22-9-12-mix-teatro-asemble-02Frida tenía a Lenin, Stalin, Mao como ídolos, ella añoraba un mundo sin clases y con justicia social, no un México donde todos “son expertos en canibalismo”.

Como intermedio surgieron eventos extraconyugales, en la vida de ambos. Frida fue seducida por el “León” Trosky, el revolucionario de hierro a quien conoció en una visita a Tampico. Otro amor se dio con Isamu Noguchi, artista plástico estadounidense. En paralelo que se generaban involucramientos lésbicos que le permitieron a Frida olvidar sus cicatrices, heridas, su espalda reducida, “nunca sentí vergüenza ni me sentí una inválida”.

Mientras Diego se involucraba por incontables ocasiones con mujeres (algunas que no valían ni un ramo de flores) que incluyeron a la hermana de Frida: Cristina.
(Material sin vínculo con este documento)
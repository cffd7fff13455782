//! Search-area geometry.
//!
//! Planar approximation: a constant number of miles per degree of latitude,
//! and longitude degrees shrinking with `cos(latitude)`. Good enough for
//! radii of a few tens of miles.

use serde::Serialize;

use crate::errors::ConditionsError;
use crate::models::Coordinate;

/// Miles per degree of latitude (and of longitude at the equator).
pub const MILES_PER_DEGREE: f64 = 69.172;

/// Default search radius in miles.
pub const DEFAULT_RADIUS_MILES: f64 = 10.0;

/// Beyond this the longitude offset blows up.
pub const MAX_LATITUDE: f64 = 85.0;

/// Fractional digits kept on each edge for the upstream query string.
const EDGE_DIGITS: usize = 6;

/// Rectangular lat/lon search region.
#[derive(Debug, Clone, Copy, PartialEq, Serialize)]
pub struct BoundingBox {
    pub west: f64,
    pub north: f64,
    pub south: f64,
    pub east: f64,
}

impl BoundingBox {
    /// Box of `radius_miles` around `center`.
    ///
    /// # Errors
    ///
    /// `UnsupportedLatitude` when `|latitude| >= 85`, `InvalidQuery` for
    /// non-finite input or a non-positive radius.
    pub fn around(center: Coordinate, radius_miles: f64) -> Result<Self, ConditionsError> {
        if !center.latitude.is_finite() || !center.longitude.is_finite() {
            return Err(ConditionsError::InvalidQuery(format!(
                "coordinate ({}, {}) is not finite",
                center.latitude, center.longitude
            )));
        }
        if !radius_miles.is_finite() || radius_miles <= 0.0 {
            return Err(ConditionsError::InvalidQuery(format!(
                "radius must be positive, got {radius_miles}"
            )));
        }
        if center.latitude.abs() >= MAX_LATITUDE {
            return Err(ConditionsError::UnsupportedLatitude(center.latitude));
        }

        let miles_per_degree_lon = center.latitude.to_radians().cos() * MILES_PER_DEGREE;
        let lat_offset = radius_miles / MILES_PER_DEGREE;
        let lon_offset = radius_miles / miles_per_degree_lon;

        Ok(Self {
            west: truncate_fraction(center.longitude - lon_offset, EDGE_DIGITS),
            north: truncate_fraction(center.latitude + lat_offset, EDGE_DIGITS),
            south: truncate_fraction(center.latitude - lat_offset, EDGE_DIGITS),
            east: truncate_fraction(center.longitude + lon_offset, EDGE_DIGITS),
        })
    }

    /// Check if a point is within the box (edges inclusive).
    #[must_use]
    pub fn contains(&self, point: Coordinate) -> bool {
        point.latitude >= self.south
            && point.latitude <= self.north
            && point.longitude >= self.west
            && point.longitude <= self.east
    }

    /// USGS `bBox` value: `west,south,east,north`.
    #[must_use]
    pub fn query_value(&self) -> String {
        format!("{},{},{},{}", self.west, self.south, self.east, self.north)
    }
}

/// Cut `value` to at most `digits` fractional digits without rounding.
///
/// Works on the decimal text so values like `30.1` do not turn into
/// `30.099999` the way scaling by a power of ten can.
#[must_use]
pub fn truncate_fraction(value: f64, digits: usize) -> f64 {
    let text = value.to_string();
    let Some((whole, fraction)) = text.split_once('.') else {
        return value;
    };
    if fraction.len() <= digits {
        return value;
    }
    format!("{whole}.{}", &fraction[..digits])
        .parse()
        .unwrap_or(value)
}
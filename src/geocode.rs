//! Forward geocoding client.
//!
//! Resolves a zip code or free-text address against a positionstack-style
//! `/v1/forward` endpoint. Several matches are handed back for the caller
//! to choose from; we never guess.

use reqwest::{Client, StatusCode};
use serde::Deserialize;
use tracing::{debug, instrument};

use crate::client::{ensure_success, get_with_retry};
use crate::config::{ProviderConfig, RetryPolicy};
use crate::errors::ConditionsError;
use crate::models::{Coordinate, GeocodeOption, GeocodeResult};

const SERVICE: &str = "geocoder";

/// Candidates requested per query.
const RESULT_LIMIT: u8 = 10;

/// Top-level forward geocoding response.
#[derive(Debug, Deserialize)]
struct ForwardResponse {
    /// The provider sends `[[]]` instead of `[]` for no results, so
    /// entries are decoded one at a time.
    #[serde(default)]
    data: Vec<serde_json::Value>,
}

/// One geocoder candidate.
#[derive(Debug, Clone, Deserialize)]
pub struct Place {
    pub latitude: Option<f64>,
    pub longitude: Option<f64>,
    pub label: Option<String>,
    pub name: Option<String>,
    /// City
    pub locality: Option<String>,
    /// Two-letter state code
    pub region_code: Option<String>,
    pub county: Option<String>,
}

impl Place {
    fn coordinate(&self) -> Option<Coordinate> {
        match (self.latitude, self.longitude) {
            (Some(lat), Some(lon)) if lat.is_finite() && lon.is_finite() => {
                Some(Coordinate::new(lat, lon))
            }
            _ => None,
        }
    }

    /// `"<city>, <state> (<county>)"`, or `"<city> (<county>)"` without a state.
    fn option_label(&self) -> String {
        let city = self
            .locality
            .as_deref()
            .or(self.name.as_deref())
            .unwrap_or("Unknown");
        let county = self.county.as_deref().unwrap_or("Unknown county");
        match self.region_code.as_deref().map(str::trim) {
            Some(state) if !state.is_empty() => format!("{city}, {state} ({county})"),
            _ => format!("{city} ({county})"),
        }
    }
}

/// Client for the geocoding provider.
#[derive(Debug, Clone)]
pub struct GeocodeClient {
    http: Client,
    provider: ProviderConfig,
    retry: RetryPolicy,
}

impl GeocodeClient {
    #[must_use]
    pub fn new(http: Client, provider: ProviderConfig, retry: RetryPolicy) -> Self {
        Self {
            http,
            provider,
            retry,
        }
    }

    /// Resolve a location to one coordinate or a list of options.
    ///
    /// # Errors
    ///
    /// `InvalidQuery` for a blank query or one the provider rejects,
    /// `NoMatch` when nothing matches, upstream errors otherwise.
    #[instrument(skip(self))]
    pub async fn resolve(&self, query: &str) -> Result<GeocodeResult, ConditionsError> {
        let query = query.trim();
        if query.is_empty() {
            return Err(ConditionsError::InvalidQuery("location is empty".into()));
        }

        let url = format!("{}/v1/forward", self.provider.base_url);
        let mut params = vec![
            ("query", query.to_string()),
            ("country", "US".to_string()),
            ("limit", RESULT_LIMIT.to_string()),
        ];
        if let Some(key) = &self.provider.api_key {
            params.push(("access_key", key.clone()));
        }

        debug!("geocoding '{}'", query);
        let response = get_with_retry(&self.http, &url, &params, self.retry).await?;

        let status = response.status();
        if status == StatusCode::BAD_REQUEST || status == StatusCode::UNPROCESSABLE_ENTITY {
            let body = response.text().await.unwrap_or_default();
            debug!("geocoder rejected query: {}", body);
            return Err(ConditionsError::InvalidQuery(format!(
                "geocoder rejected '{query}'"
            )));
        }
        let response = ensure_success(response, SERVICE).await?;

        let body = response.text().await?;
        let parsed: ForwardResponse = serde_json::from_str(&body)?;
        let places: Vec<Place> = parsed
            .data
            .into_iter()
            .filter(serde_json::Value::is_object)
            .map(serde_json::from_value)
            .collect::<Result<_, _>>()?;

        interpret(query, &places)
    }
}

/// Decide between a single coordinate and a disambiguation list.
///
/// # Errors
///
/// `NoMatch` when no candidate carries a usable coordinate.
pub fn interpret(query: &str, places: &[Place]) -> Result<GeocodeResult, ConditionsError> {
    let usable: Vec<(&Place, Coordinate)> = places
        .iter()
        .filter_map(|p| p.coordinate().map(|c| (p, c)))
        .collect();

    match usable.as_slice() {
        [] => Err(ConditionsError::NoMatch(query.to_string())),
        [(place, coordinate)] => Ok(GeocodeResult::Single {
            coordinate: *coordinate,
            display: place.label.clone(),
            county: place.county.clone(),
        }),
        many => Ok(GeocodeResult::Options {
            options: many
                .iter()
                .map(|(place, coordinate)| GeocodeOption {
                    display: place.option_label(),
                    coordinate: *coordinate,
                    county: place
                        .county
                        .clone()
                        .unwrap_or_else(|| "Unknown county".into()),
                })
                .collect(),
        }),
    }
}
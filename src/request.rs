//! Invocation payload normalization.
//!
//! Callers deliver the same request in several shapes: a JSON string
//! `body`, an already-parsed `body` object, GraphQL-style `arguments`, or
//! flat top-level fields. Each typed request is pulled from the first
//! shape that carries it.

use serde::de::{DeserializeOwned, Deserializer, Error as _};
use serde::Deserialize;
use serde_json::Value;
use tracing::debug;

use crate::errors::ConditionsError;

/// Longest history a caller may ask for, in days.
pub const MAX_RANGE_DAYS: u32 = 120;

/// A typed request extracted from an invocation payload.
pub trait InvocationRequest: DeserializeOwned {
    /// Field names, for error messages.
    const FIELDS: &'static str;

    /// Check field contents once the shape has been found.
    ///
    /// # Errors
    ///
    /// Returns a description of the first bad field.
    fn validate(&self) -> Result<(), String>;
}

/// `{ zip }` for weather and nearby-station lookups.
#[derive(Debug, Clone, PartialEq, Eq, Deserialize)]
pub struct ZipRequest {
    #[serde(deserialize_with = "string_or_number")]
    pub zip: String,
}

impl InvocationRequest for ZipRequest {
    const FIELDS: &'static str = "zip";

    fn validate(&self) -> Result<(), String> {
        if self.zip.trim().is_empty() {
            return Err("zip is empty".into());
        }
        Ok(())
    }
}

/// `{ id, range }` for one station's history.
#[derive(Debug, Clone, PartialEq, Eq, Deserialize)]
pub struct StationRangeRequest {
    #[serde(deserialize_with = "string_or_number")]
    pub id: String,
    #[serde(deserialize_with = "days")]
    pub range: u32,
}

impl InvocationRequest for StationRangeRequest {
    const FIELDS: &'static str = "id, range";

    fn validate(&self) -> Result<(), String> {
        // USGS site numbers are 8 to 15 digits
        let id = self.id.trim();
        if !(8..=15).contains(&id.len()) || !id.chars().all(|c| c.is_ascii_digit()) {
            return Err(format!("id '{}' is not a station number", self.id));
        }
        if !(1..=MAX_RANGE_DAYS).contains(&self.range) {
            return Err(format!(
                "range must be between 1 and {MAX_RANGE_DAYS} days, got {}",
                self.range
            ));
        }
        Ok(())
    }
}

/// `{ location }` for free-text geocoding.
#[derive(Debug, Clone, PartialEq, Eq, Deserialize)]
pub struct LocationRequest {
    pub location: String,
}

impl InvocationRequest for LocationRequest {
    const FIELDS: &'static str = "location";

    fn validate(&self) -> Result<(), String> {
        if self.location.trim().is_empty() {
            return Err("location is empty".into());
        }
        Ok(())
    }
}

/// Extract a typed request from whatever shape the caller sent.
///
/// # Errors
///
/// `MalformedRequest` when no shape yields the required fields, or the
/// fields fail validation.
pub fn normalize<T: InvocationRequest>(event: &Value) -> Result<T, ConditionsError> {
    let request = candidates(event)
        .into_iter()
        .find_map(|candidate| T::deserialize(candidate).ok())
        .ok_or_else(|| {
            ConditionsError::MalformedRequest(format!("expected field(s): {}", T::FIELDS))
        })?;

    request.validate().map_err(ConditionsError::MalformedRequest)?;
    Ok(request)
}

/// Payload shapes in the order they are tried.
fn candidates(event: &Value) -> Vec<Value> {
    let mut out = Vec::with_capacity(4);
    match event.get("body") {
        Some(Value::String(text)) => match serde_json::from_str::<Value>(text) {
            Ok(parsed @ Value::Object(_)) => out.push(parsed),
            Ok(_) => debug!("body string is not a JSON object"),
            Err(e) => debug!("body string is not JSON: {}", e),
        },
        Some(body @ Value::Object(_)) => out.push(body.clone()),
        _ => {}
    }
    if let Some(arguments @ Value::Object(_)) = event.get("arguments") {
        out.push(arguments.clone());
    }
    if event.is_object() {
        out.push(event.clone());
    }
    out
}

/// Accept `"78704"` or `78704`.
fn string_or_number<'de, D: Deserializer<'de>>(deserializer: D) -> Result<String, D::Error> {
    match Value::deserialize(deserializer)? {
        Value::String(s) => Ok(s),
        Value::Number(n) => Ok(n.to_string()),
        other => Err(D::Error::custom(format!(
            "expected string or number, got {other}"
        ))),
    }
}

/// Accept `7` or `"7"`.
fn days<'de, D: Deserializer<'de>>(deserializer: D) -> Result<u32, D::Error> {
    match Value::deserialize(deserializer)? {
        Value::Number(n) => n
            .as_u64()
            .and_then(|v| u32::try_from(v).ok())
            .ok_or_else(|| D::Error::custom(format!("range {n} is not a whole number of days"))),
        Value::String(s) => s
            .trim()
            .parse()
            .map_err(|_| D::Error::custom(format!("range '{s}' is not a number"))),
        other => Err(D::Error::custom(format!("expected a number, got {other}"))),
    }
}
Ese descubrimiento, durante su estancia en “gringolandia”, ahogó en lágrimas y rabia a la pintora que se sentía traicionada por lo patético de su compañero, que pese a todo era su amor irrepetible, el único que la hacía suspirar por creerle que era la mujer más especial del mundo. 

Aquel que le daba el apelativo de troglodita por caer en el celo, “sentimiento tercermundista que estaba de más para una pareja cosmopolita como ellos”. En su dualidad, de amor y disgusto, Frida se cobijó en la morfina y el brandy sin olvidar su manifestación artística que ponía en relieve el arte popular mexicano, y que llenaba el espacio de los acontecimientos trágicos de su vida, uno de estos la llevó, en los últimos años, a someterse a una cirugía donde le amputaron su pierna derecha.

“He muerto mil veces intoxicada por los sueños”, exclamó al final, donde una atmósfera gélida quedó para contemplar las imágenes de sus pinturas proyectadas en las cortinas, ubicadas junto a la actriz, con una representativa canción popular, que conjuga el amor y el odio: “El que no sabe de amores, Llorona, No sabe lo que es martirio. Tengo una pena tan grande, Llorona, Que casi puedo decir, Que yo no tengo la pena, Llorona, La pena me tiene a mí”.